Excerpts from a dataset
-*-

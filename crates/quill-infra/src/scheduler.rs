//! Promotion scheduler - publishes scheduled posts once their time arrives.
//!
//! One sweep runs immediately on `start`, then one per interval on a spawned
//! tokio task. A sweep holds the store lock for its whole body and never
//! awaits inside it, so sweeps cannot overlap each other or a submission.

use std::sync::Arc;
use std::time::Duration;

use tokio::sync::Mutex;
use tokio::task::JoinHandle;
use tokio::time::{Instant, MissedTickBehavior};

use quill_core::ports::Clock;
use quill_core::{PostStore, Posts, Sweep};

use crate::persistence::PersistenceGateway;

/// Store shared between the controller and the sweep task.
pub type SharedStore = Arc<Mutex<PostStore>>;

/// Callback fired with the new snapshot after a sweep changed something.
pub type PostsChanged = Arc<dyn Fn(Posts) + Send + Sync>;

/// Scheduler configuration.
#[derive(Debug, Clone)]
pub struct SchedulerConfig {
    /// Run the recurring sweep. When off only the sweep on `start` runs.
    pub enabled: bool,
    /// Time between sweeps.
    pub interval: Duration,
}

impl Default for SchedulerConfig {
    fn default() -> Self {
        Self {
            enabled: true,
            interval: Duration::from_secs(1),
        }
    }
}

impl SchedulerConfig {
    pub fn from_env() -> Self {
        Self {
            enabled: std::env::var("SCHEDULER_ENABLED")
                .map(|v| v != "false" && v != "0")
                .unwrap_or(true),
            interval: std::env::var("SCHEDULER_INTERVAL_MS")
                .ok()
                .and_then(|s| s.parse().ok())
                .filter(|ms| *ms > 0)
                .map(Duration::from_millis)
                .unwrap_or(Duration::from_secs(1)),
        }
    }
}

/// Everything one sweep needs, shared with the spawned loop.
struct Sweeper {
    store: SharedStore,
    gateway: Arc<PersistenceGateway>,
    clock: Arc<dyn Clock>,
    on_change: PostsChanged,
}

impl Sweeper {
    fn run(&self, store: &mut PostStore) -> Sweep {
        let sweep = store.promote(self.clock.now());
        if sweep.changed {
            tracing::info!(
                promoted = sweep.promoted,
                total = sweep.posts.len(),
                "Scheduled posts published"
            );
            self.gateway.save(&sweep.posts);
            (self.on_change)(Arc::clone(&sweep.posts));
        }
        sweep
    }
}

enum State {
    Stopped,
    Running(JoinHandle<()>),
}

/// Recurring promotion sweep with an explicit `Stopped -> Running -> Stopped`
/// lifecycle. Dropping the scheduler stops it.
pub struct PromotionScheduler {
    sweeper: Arc<Sweeper>,
    config: SchedulerConfig,
    state: State,
}

impl PromotionScheduler {
    pub fn new(
        store: SharedStore,
        gateway: Arc<PersistenceGateway>,
        clock: Arc<dyn Clock>,
        config: SchedulerConfig,
    ) -> Self {
        Self {
            sweeper: Arc::new(Sweeper {
                store,
                gateway,
                clock,
                on_change: Arc::new(|_| {}),
            }),
            config,
            state: State::Stopped,
        }
    }

    /// Register the posts-changed callback.
    ///
    /// Must be called before the first `start`.
    pub fn on_change<F>(mut self, callback: F) -> Self
    where
        F: Fn(Posts) + Send + Sync + 'static,
    {
        let sweeper = Sweeper {
            store: Arc::clone(&self.sweeper.store),
            gateway: Arc::clone(&self.sweeper.gateway),
            clock: Arc::clone(&self.sweeper.clock),
            on_change: Arc::new(callback),
        };
        self.sweeper = Arc::new(sweeper);
        self
    }

    pub fn is_running(&self) -> bool {
        matches!(self.state, State::Running(_))
    }

    /// (Re)start the scheduler.
    ///
    /// A running loop is stopped first. An empty store schedules nothing.
    pub async fn start(&mut self) {
        self.stop();

        {
            let mut store = self.sweeper.store.lock().await;
            if store.is_empty() {
                tracing::debug!("No posts to track, scheduler stays stopped");
                return;
            }
            self.sweeper.run(&mut store);
        }

        if !self.config.enabled {
            tracing::info!("Recurring promotion sweep disabled");
            return;
        }

        let sweeper = Arc::clone(&self.sweeper);
        let period = self.config.interval;

        let handle = tokio::spawn(async move {
            let mut ticker = tokio::time::interval_at(Instant::now() + period, period);
            ticker.set_missed_tick_behavior(MissedTickBehavior::Delay);

            loop {
                ticker.tick().await;
                let mut store = sweeper.store.lock().await;
                sweeper.run(&mut store);
            }
        });

        self.state = State::Running(handle);
        tracing::info!(interval_ms = period.as_millis() as u64, "Promotion scheduler started");
    }

    /// Stop the recurring sweep. No-op when already stopped.
    ///
    /// A sweep already holding the store lock finishes first.
    pub fn stop(&mut self) {
        if let State::Running(handle) = std::mem::replace(&mut self.state, State::Stopped) {
            handle.abort();
            tracing::info!("Promotion scheduler stopped");
        }
    }

    /// Run one sweep right now, outside the cadence.
    pub async fn sweep_now(&self) -> Sweep {
        let mut store = self.sweeper.store.lock().await;
        self.sweeper.run(&mut store)
    }
}

impl Drop for PromotionScheduler {
    fn drop(&mut self) {
        self.stop();
    }
}

#[cfg(test)]
mod tests {
    use super::*;
    use crate::clock::AnchoredClock;
    use crate::persistence::DEFAULT_STORAGE_KEY;
    use crate::storage::InMemoryKeyValueStore;
    use chrono::{DateTime, FixedOffset, Utc};
    use quill_core::{NormalizedDraft, PostStatus};
    use std::sync::atomic::{AtomicUsize, Ordering};

    struct CountingClock {
        inner: AnchoredClock,
        calls: AtomicUsize,
    }

    impl Clock for CountingClock {
        fn now(&self) -> DateTime<Utc> {
            self.calls.fetch_add(1, Ordering::SeqCst);
            self.inner.now()
        }
    }

    struct Harness {
        store: SharedStore,
        kv: Arc<InMemoryKeyValueStore>,
        clock: Arc<CountingClock>,
        changes: Arc<AtomicUsize>,
        scheduler: PromotionScheduler,
    }

    impl Harness {
        fn new(config: SchedulerConfig) -> Self {
            let zone = FixedOffset::east_opt(0).unwrap();
            let store = Arc::new(Mutex::new(PostStore::new(Vec::new(), zone)));
            let kv = Arc::new(InMemoryKeyValueStore::new());
            let gateway = Arc::new(PersistenceGateway::new(kv.clone(), DEFAULT_STORAGE_KEY));
            let clock = Arc::new(CountingClock {
                inner: AnchoredClock::new(),
                calls: AtomicUsize::new(0),
            });
            let changes = Arc::new(AtomicUsize::new(0));

            let counter = changes.clone();
            let scheduler = PromotionScheduler::new(store.clone(), gateway, clock.clone(), config)
                .on_change(move |_| {
                    counter.fetch_add(1, Ordering::SeqCst);
                });

            Self {
                store,
                kv,
                clock,
                changes,
                scheduler,
            }
        }

        async fn add(&self, content: &str, offset_ms: i64) {
            let now = self.clock.inner.now();
            let draft = NormalizedDraft {
                content: content.to_string(),
                scheduled_time: now + chrono::Duration::milliseconds(offset_ms),
            };
            self.store.lock().await.create(draft, now).unwrap();
        }

        async fn status_of(&self, content: &str) -> PostStatus {
            let store = self.store.lock().await;
            store
                .snapshot()
                .iter()
                .find(|p| p.content == content)
                .map(|p| p.status)
                .unwrap()
        }

        fn clock_calls(&self) -> usize {
            self.clock.calls.load(Ordering::SeqCst)
        }
    }

    #[tokio::test(start_paused = true)]
    async fn test_empty_store_never_schedules() {
        let mut h = Harness::new(SchedulerConfig::default());
        h.scheduler.start().await;

        assert!(!h.scheduler.is_running());
        assert_eq!(h.clock_calls(), 0);
    }

    #[tokio::test(start_paused = true)]
    async fn test_start_sweeps_immediately() {
        let mut h = Harness::new(SchedulerConfig::default());
        h.add("overdue", 1000).await;
        tokio::time::advance(Duration::from_secs(2)).await;

        h.scheduler.start().await;

        assert!(h.scheduler.is_running());
        assert_eq!(h.status_of("overdue").await, PostStatus::Published);
        assert_eq!(h.kv.writes(), 1);
        assert_eq!(h.changes.load(Ordering::SeqCst), 1);
    }

    #[tokio::test(start_paused = true)]
    async fn test_due_post_is_published_by_tick() {
        let mut h = Harness::new(SchedulerConfig::default());
        h.add("soon", 1000).await;

        h.scheduler.start().await;
        assert_eq!(h.status_of("soon").await, PostStatus::Scheduled);
        assert_eq!(h.kv.writes(), 0);

        tokio::time::sleep(Duration::from_millis(2500)).await;

        assert_eq!(h.status_of("soon").await, PostStatus::Published);
        assert_eq!(h.kv.writes(), 1);
        assert_eq!(h.changes.load(Ordering::SeqCst), 1);
    }

    #[tokio::test(start_paused = true)]
    async fn test_restart_keeps_a_single_loop() {
        let mut h = Harness::new(SchedulerConfig::default());
        h.add("later", 60_000).await;

        h.scheduler.start().await;
        h.scheduler.start().await;
        assert!(h.scheduler.is_running());
        assert_eq!(h.clock_calls(), 2);

        tokio::time::sleep(Duration::from_millis(3500)).await;
        assert_eq!(h.clock_calls(), 5);
    }

    #[tokio::test(start_paused = true)]
    async fn test_stop_cancels_pending_sweeps() {
        let mut h = Harness::new(SchedulerConfig::default());
        h.scheduler.stop();

        h.add("soon", 1000).await;
        h.scheduler.start().await;
        h.scheduler.stop();
        h.scheduler.stop();
        assert!(!h.scheduler.is_running());

        tokio::time::sleep(Duration::from_millis(2500)).await;
        assert_eq!(h.status_of("soon").await, PostStatus::Scheduled);
        assert_eq!(h.clock_calls(), 1);
    }

    #[tokio::test(start_paused = true)]
    async fn test_drop_stops_the_loop() {
        let mut h = Harness::new(SchedulerConfig::default());
        h.add("later", 60_000).await;
        h.scheduler.start().await;

        let Harness {
            scheduler, clock, ..
        } = h;
        drop(scheduler);

        tokio::time::sleep(Duration::from_millis(2500)).await;
        assert_eq!(clock.calls.load(Ordering::SeqCst), 1);
    }

    #[tokio::test(start_paused = true)]
    async fn test_disabled_runs_only_the_initial_sweep() {
        let config = SchedulerConfig {
            enabled: false,
            ..SchedulerConfig::default()
        };
        let mut h = Harness::new(config);
        h.add("soon", 1000).await;

        h.scheduler.start().await;
        assert!(!h.scheduler.is_running());

        tokio::time::sleep(Duration::from_millis(2500)).await;
        assert_eq!(h.status_of("soon").await, PostStatus::Scheduled);

        let sweep = h.scheduler.sweep_now().await;
        assert!(sweep.changed);
        assert_eq!(h.status_of("soon").await, PostStatus::Published);
    }
}
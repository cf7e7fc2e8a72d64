//! Notification port - tells the user how a submission resolved.

use async_trait::async_trait;

/// Receiver of submission outcome signals.
#[async_trait]
pub trait Notifier: Send + Sync {
    async fn success(&self, message: &str);

    async fn failure(&self, message: &str);
}
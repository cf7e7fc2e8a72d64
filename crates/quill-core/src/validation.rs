//! Rules a draft must satisfy before it may enter the post store.

use chrono::{DateTime, FixedOffset, NaiveDateTime, TimeZone, Utc};

use crate::domain::{Draft, NormalizedDraft};
use crate::error::{FieldErrors, MAX_CONTENT_CHARS, ValidationError};

/// Layouts produced by a date-and-time input, which carries no zone suffix.
const LOCAL_FORMATS: [&str; 3] = [
    "%Y-%m-%dT%H:%M",
    "%Y-%m-%dT%H:%M:%S",
    "%Y-%m-%dT%H:%M:%S%.f",
];

/// Validate a draft against `now`.
///
/// Every violated rule is reported, one per field. Zone-less times are read in
/// `zone`.
pub fn validate(
    draft: &Draft,
    now: DateTime<Utc>,
    zone: &FixedOffset,
) -> Result<NormalizedDraft, FieldErrors> {
    let mut errors = FieldErrors::new();

    let content = match check_content(&draft.content) {
        Ok(content) => Some(content),
        Err(e) => {
            errors.push(e);
            None
        }
    };

    let raw_time = draft.scheduled_time.as_deref();
    let scheduled_time = match check_scheduled_time(raw_time, now, zone) {
        Ok(at) => Some(at),
        Err(e) => {
            errors.push(e);
            None
        }
    };

    match (content, scheduled_time) {
        (Some(content), Some(scheduled_time)) => Ok(NormalizedDraft {
            content,
            scheduled_time,
        }),
        _ => Err(errors),
    }
}

fn check_content(raw: &str) -> Result<String, ValidationError> {
    let trimmed = raw.trim();
    if trimmed.is_empty() {
        return Err(ValidationError::RequiredField);
    }

    let length = trimmed.chars().count();
    if length > MAX_CONTENT_CHARS {
        return Err(ValidationError::TooLong { length });
    }

    Ok(trimmed.to_string())
}

fn check_scheduled_time(
    raw: Option<&str>,
    now: DateTime<Utc>,
    zone: &FixedOffset,
) -> Result<DateTime<Utc>, ValidationError> {
    let raw = raw.map(str::trim).unwrap_or_default();
    if raw.is_empty() {
        return Err(ValidationError::MissingField);
    }

    let at = parse_time(raw, zone)
        .ok_or_else(|| ValidationError::InvalidFormat(raw.to_string()))?;
    if at <= now {
        return Err(ValidationError::NotInFuture);
    }

    Ok(at)
}

/// Parse an absolute time, falling back to zone-less local layouts.
pub fn parse_time(raw: &str, zone: &FixedOffset) -> Option<DateTime<Utc>> {
    if let Ok(at) = DateTime::parse_from_rfc3339(raw) {
        return Some(at.with_timezone(&Utc));
    }

    LOCAL_FORMATS
        .iter()
        .find_map(|format| NaiveDateTime::parse_from_str(raw, format).ok())
        .and_then(|naive| zone.from_local_datetime(&naive).single())
        .map(|at| at.with_timezone(&Utc))
}
//! Notifier implementations - log only, and broadcast to listeners.

mod channel;
mod logging;

pub use channel::{ChannelNotifier, Notification};
pub use logging::LogNotifier;
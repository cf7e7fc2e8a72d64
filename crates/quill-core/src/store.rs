//! Authoritative in-memory post collection for a session.
//!
//! The store hands out shared snapshots. Mutations never touch a snapshot that
//! was already handed out: they build a new one and swap it in, so holders can
//! detect change by pointer identity as well as through [`Sweep::changed`].

use std::collections::HashSet;
use std::sync::Arc;

use chrono::{DateTime, FixedOffset, Utc};
use crate::domain::{NormalizedDraft, Post, PostId};
use crate::error::DomainError;

/// Immutable view of the collection, newest insertion first.
pub type Posts = Arc<Vec<Post>>;

/// Result of one promotion pass.
#[derive(Debug, Clone)]
pub struct Sweep {
    pub posts: Posts,
    pub changed: bool,
    pub promoted: usize,
}

#[derive(Debug)]
pub struct PostStore {
    posts: Posts,
    zone: FixedOffset,
}

impl PostStore {
    /// Build a store over previously persisted posts.
    ///
    /// Posts repeating an earlier id are dropped so ids stay unique.
    pub fn new(posts: Vec<Post>, zone: FixedOffset) -> Self {
        let mut seen = HashSet::with_capacity(posts.len());
        let posts: Vec<Post> = posts
            .into_iter()
            .filter(|p| seen.insert(p.id.clone()))
            .collect();

        Self {
            posts: Arc::new(posts),
            zone,
        }
    }

    pub fn snapshot(&self) -> Posts {
        Arc::clone(&self.posts)
    }

    pub fn len(&self) -> usize {
        self.posts.len()
    }

    pub fn is_empty(&self) -> bool {
        self.posts.is_empty()
    }

    pub fn get(&self, id: &PostId) -> Option<&Post> {
        self.posts.iter().find(|p| &p.id == id)
    }

    /// Create a post from `draft` and prepend it.
    pub fn create(
        &mut self,
        draft: NormalizedDraft,
        now: DateTime<Utc>,
    ) -> Result<Posts, DomainError> {
        let post = Post::new(draft, now, &self.zone);
        self.insert(post)
    }

    /// Prepend an already built post.
    pub fn insert(&mut self, post: Post) -> Result<Posts, DomainError> {
        if self.get(&post.id).is_some() {
            return Err(DomainError::Duplicate(post.id));
        }

        let mut posts = Vec::with_capacity(self.posts.len() + 1);
        posts.push(post);
        posts.extend(self.posts.iter().cloned());

        self.posts = Arc::new(posts);
        Ok(self.snapshot())
    }

    /// Publish every scheduled post whose time is at or before `now`.
    ///
    /// When nothing is due the returned snapshot is the current allocation.
    pub fn promote(&mut self, now: DateTime<Utc>) -> Sweep {
        let promoted = self.posts.iter().filter(|p| p.is_due(now)).count();
        if promoted == 0 {
            return Sweep {
                posts: self.snapshot(),
                changed: false,
                promoted,
            };
        }

        let posts = self
            .posts
            .iter()
            .map(|p| {
                if p.is_due(now) {
                    p.published()
                } else {
                    p.clone()
                }
            })
            .collect();

        self.posts = Arc::new(posts);
        Sweep {
            posts: self.snapshot(),
            changed: true,
            promoted,
        }
    }
}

-*-

- _What to do_:
Look through the entries above. Copy out every line holding the word "counter".

- _Result of this task_:
            let counter = changes.clone();
                    counter.fetch_add(1, Ordering::SeqCst);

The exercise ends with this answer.